Procuradoria – Geral da República pode explicar a omissão deste órgão do Estado em relação
ao controlo da legalidade democrática; é ao Ministério Público – e não a outra entidade do
Estado – que cabe pronunciar-se sobre as práticas ilegais ou infracções criminais que ocorrem,
em geral, na sociedade. E pode fazê-lo com recurso aos procedimentos que acima referimos,
nomeadamente, inquéritos, investigação, protesto, etc.

Há uma prática, que se torna habitual, na política angolana, que são as divisões intra-
partidárias. Se tais práticas representassem dinâmicas internas de aprofundamento
democrático, seria salutar, contudo, não é o que acontece. O que ocorre, são rupturas
internas, que depois redundam em grupos que se apresentam juntos de entidades oficiais e
públicas com a mesma identidade dos Partidos Políticos nos quais se colocam em divergência e
desafio em relação aos os órgãos dirigentes em exercício. Pior, é constatar que o executivo
toma mesmo partido beneficiando grupos desavindos no mesmo partido, dando-se ao luxo de
determinar, em função de conveniências sazonais, que grupo passa a receber os dinheiros
atribuídos aos partidos pelo Estado.
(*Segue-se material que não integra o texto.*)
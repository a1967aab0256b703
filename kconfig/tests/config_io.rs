use std::fs;

use kconfig::{Kconfig, Tristate};

const KCONFIG: &str = "\
config BOOL
\tbool \"bool\"
\tdefault y

menu \"Strings\"
config STR
\tstring \"str\"
\tdefault \"plain\"
config NUM
\thex \"num\"
\tdefault 0x10
endmenu

config PROMPTLESS
\tbool
\tdefault BOOL
";

#[test]
fn test_config_round_trip_with_escaping() {
    let dir = tempfile::tempdir().unwrap();
    let path = dir.path().join(".config");

    let mut kconf = Kconfig::from_text(KCONFIG, "Kconfig").unwrap();
    let s = kconf.lookup("STR").unwrap();
    let b = kconf.lookup("BOOL").unwrap();
    kconf.set_value(s, r#"say "hi" \ bye"#);
    kconf.set_value(b, "n");

    let msg = kconf.write_config(Some(path.as_path()), None, false).unwrap();
    assert!(msg.starts_with("Configuration saved to"));
    let text = fs::read_to_string(&path).unwrap();
    assert!(text.contains(r#"CONFIG_STR="say \"hi\" \\ bye""#), "{text}");
    assert!(text.contains("# CONFIG_BOOL is not set\n"));
    assert!(text.contains("#\n# Strings\n#\n"));
    assert!(text.contains("# end of Strings\n"));

    let mut other = Kconfig::from_text(KCONFIG, "Kconfig").unwrap();
    other.load_config(Some(path.as_path()), true).unwrap();
    let s2 = other.lookup("STR").unwrap();
    assert_eq!(other.str_value(s2), r#"say "hi" \ bye"#);
    assert_eq!(other.tri_value(other.lookup("BOOL").unwrap()), Tristate::N);
    assert_eq!(other.config_contents(None), text);
}

#[test]
fn test_unchanged_config_is_not_rewritten() {
    let dir = tempfile::tempdir().unwrap();
    let path = dir.path().join(".config");
    let mut kconf = Kconfig::from_text(KCONFIG, "Kconfig").unwrap();

    kconf.write_config(Some(path.as_path()), None, true).unwrap();
    let msg = kconf.write_config(Some(path.as_path()), None, true).unwrap();
    assert!(msg.starts_with("No change to configuration"));

    let num = kconf.lookup("NUM").unwrap();
    kconf.set_value(num, "0x20");
    kconf.write_config(Some(path.as_path()), None, true).unwrap();

    let old = fs::read_to_string(dir.path().join(".config.old")).unwrap();
    assert!(old.contains("CONFIG_NUM=0x10"));
    let new = fs::read_to_string(&path).unwrap();
    assert!(new.contains("CONFIG_NUM=0x20"));
}

#[test]
fn test_min_config_lists_only_changes() {
    let dir = tempfile::tempdir().unwrap();
    let path = dir.path().join("defconfig");
    let mut kconf = Kconfig::from_text(KCONFIG, "Kconfig").unwrap();

    assert_eq!(kconf.min_config_contents(None), "");

    let num = kconf.lookup("NUM").unwrap();
    kconf.set_value(num, "0x20");
    kconf.write_min_config(&path, None).unwrap();
    assert_eq!(fs::read_to_string(&path).unwrap(), "CONFIG_NUM=0x20\n");

    // Loading the minimal config reproduces the full one
    let mut other = Kconfig::from_text(KCONFIG, "Kconfig").unwrap();
    other.load_config(Some(path.as_path()), true).unwrap();
    assert_eq!(other.config_contents(None), kconf.config_contents(None));
}

#[test]
fn test_replace_and_merge_loading() {
    let dir = tempfile::tempdir().unwrap();
    let first = dir.path().join("first");
    let second = dir.path().join("second");
    fs::write(&first, "CONFIG_NUM=0x30\n").unwrap();
    fs::write(&second, "CONFIG_STR=\"other\"\nCONFIG_UNKNOWN=y\n").unwrap();

    let mut kconf = Kconfig::from_text(KCONFIG, "Kconfig").unwrap();
    let num = kconf.lookup("NUM").unwrap();
    let s = kconf.lookup("STR").unwrap();

    kconf.load_config(Some(first.as_path()), true).unwrap();
    let msg = kconf.load_config(Some(second.as_path()), false).unwrap();
    assert!(msg.starts_with("Loaded configuration"));
    assert_eq!(kconf.str_value(num), "0x30");
    assert_eq!(kconf.str_value(s), "other");
    assert!(
        kconf
            .missing_syms()
            .iter()
            .any(|(name, val)| name == "UNKNOWN" && val == "y")
    );

    let msg = kconf.load_config(Some(second.as_path()), true).unwrap();
    assert!(msg.starts_with("Replaced configuration"));
    assert_eq!(kconf.str_value(num), "0x10");
}

#[test]
fn test_choice_selection_round_trip() {
    let text = "\
choice
\tprompt \"pick one\"
config FIRST
\tbool \"first\"
config SECOND
\tbool \"second\"
endchoice
";
    let dir = tempfile::tempdir().unwrap();
    let path = dir.path().join(".config");

    let mut kconf = Kconfig::from_text(text, "Kconfig").unwrap();
    let second = kconf.lookup("SECOND").unwrap();
    assert!(kconf.set_value(second, "y"));
    kconf.write_config(Some(path.as_path()), Some(""), false).unwrap();
    let written = fs::read_to_string(&path).unwrap();
    assert_eq!(written, "# CONFIG_FIRST is not set\nCONFIG_SECOND=y\n");

    let mut other = Kconfig::from_text(text, "Kconfig").unwrap();
    let choice = other.unique_choices()[0];
    let first = other.lookup("FIRST").unwrap();
    let second = other.lookup("SECOND").unwrap();
    assert_eq!(other.choice_selection(choice), Some(first));

    other.load_config(Some(path.as_path()), true).unwrap();
    assert_eq!(other.choice_selection(choice), Some(second));
    assert_eq!(other.choice(choice).user_selection(), Some(second));
    assert_eq!(other.tri_value(first), Tristate::N);
    assert_eq!(other.tri_value(second), Tristate::Y);
    assert!(!other.config_outdated());
}

#[test]
fn test_autoconf_header() {
    let mut kconf = Kconfig::from_text(KCONFIG, "Kconfig").unwrap();
    let s = kconf.lookup("STR").unwrap();
    kconf.set_value(s, "a\"b");

    let header = kconf.autoconf_contents(None);
    assert!(header.contains("#define CONFIG_BOOL 1\n"));
    assert!(header.contains("#define CONFIG_PROMPTLESS 1\n"));
    assert!(header.contains("#define CONFIG_STR \"a\\\"b\"\n"));
    assert!(header.contains("#define CONFIG_NUM 0x10\n"));
}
Ora, estamos aqui perante um conflito de interesse
público, que, se não for crime, será certamente uma prática ilícita que deve engajar a mais alta
entidade do Estado, encarregue do controlo da legalidade.

Merece, igualmente, aqui, a nossa chamada de atenção o facto de dois juízes do Tribunal
Supremo acumularem o exercício da função jurisdicional nesse órgão de soberania e
simultaneamente ocuparem funções públicas no Conselho Nacional Eleitoral (CNE), em
flagrante violação da norma constitucional – o artigo 131.º - que consagra a incompatibilidade
de funções jurisdicionais com outras funções públicas, excepto a de docência e investigação
científica. Também neste caso, mais uma vez se confirma a prática intolerável num Estado de
Direito, que se vai tornando regra: o silêncio da Procuradoria-Geral da República. Esta tem
competência, por iniciativa própria, de emitir um parecer e de o publicitar tendo em vista a
defesa da legalidade democrática.

Outro caso recente de manifesta violação da Lei, dos procedimentos administrativos e dos
direitos dos cidadãos são as demolições que têm sido levadas a cabo pelas administrações
municipais da Província de Luanda. Sem qualquer respeito pelos procedimentos
administrativos e sem qualquer fundamentação legal, muitas famílias têm sido vilipendiadas e
humilhadas pela administração – municipal do Estado, sendo-lhes retirada o direito à
habitação e à terra em que construíram as suas vidas, sem que sejam realojadas e tratadas
com o mínimo de dignidade. Mais: as demolições são normalmente efectuadas com forças
policiais ou militarizadas e com recurso à violência. Ora, a Procuradoria-Geral da República,
como acima referimos, tem a função de zelar pelo respeito da legalidade. Mas infelizmente,
apesar dos vários apelos que várias organizações têm dirigido a este órgão do Estado, este tem
respondido com uma monumental omissão.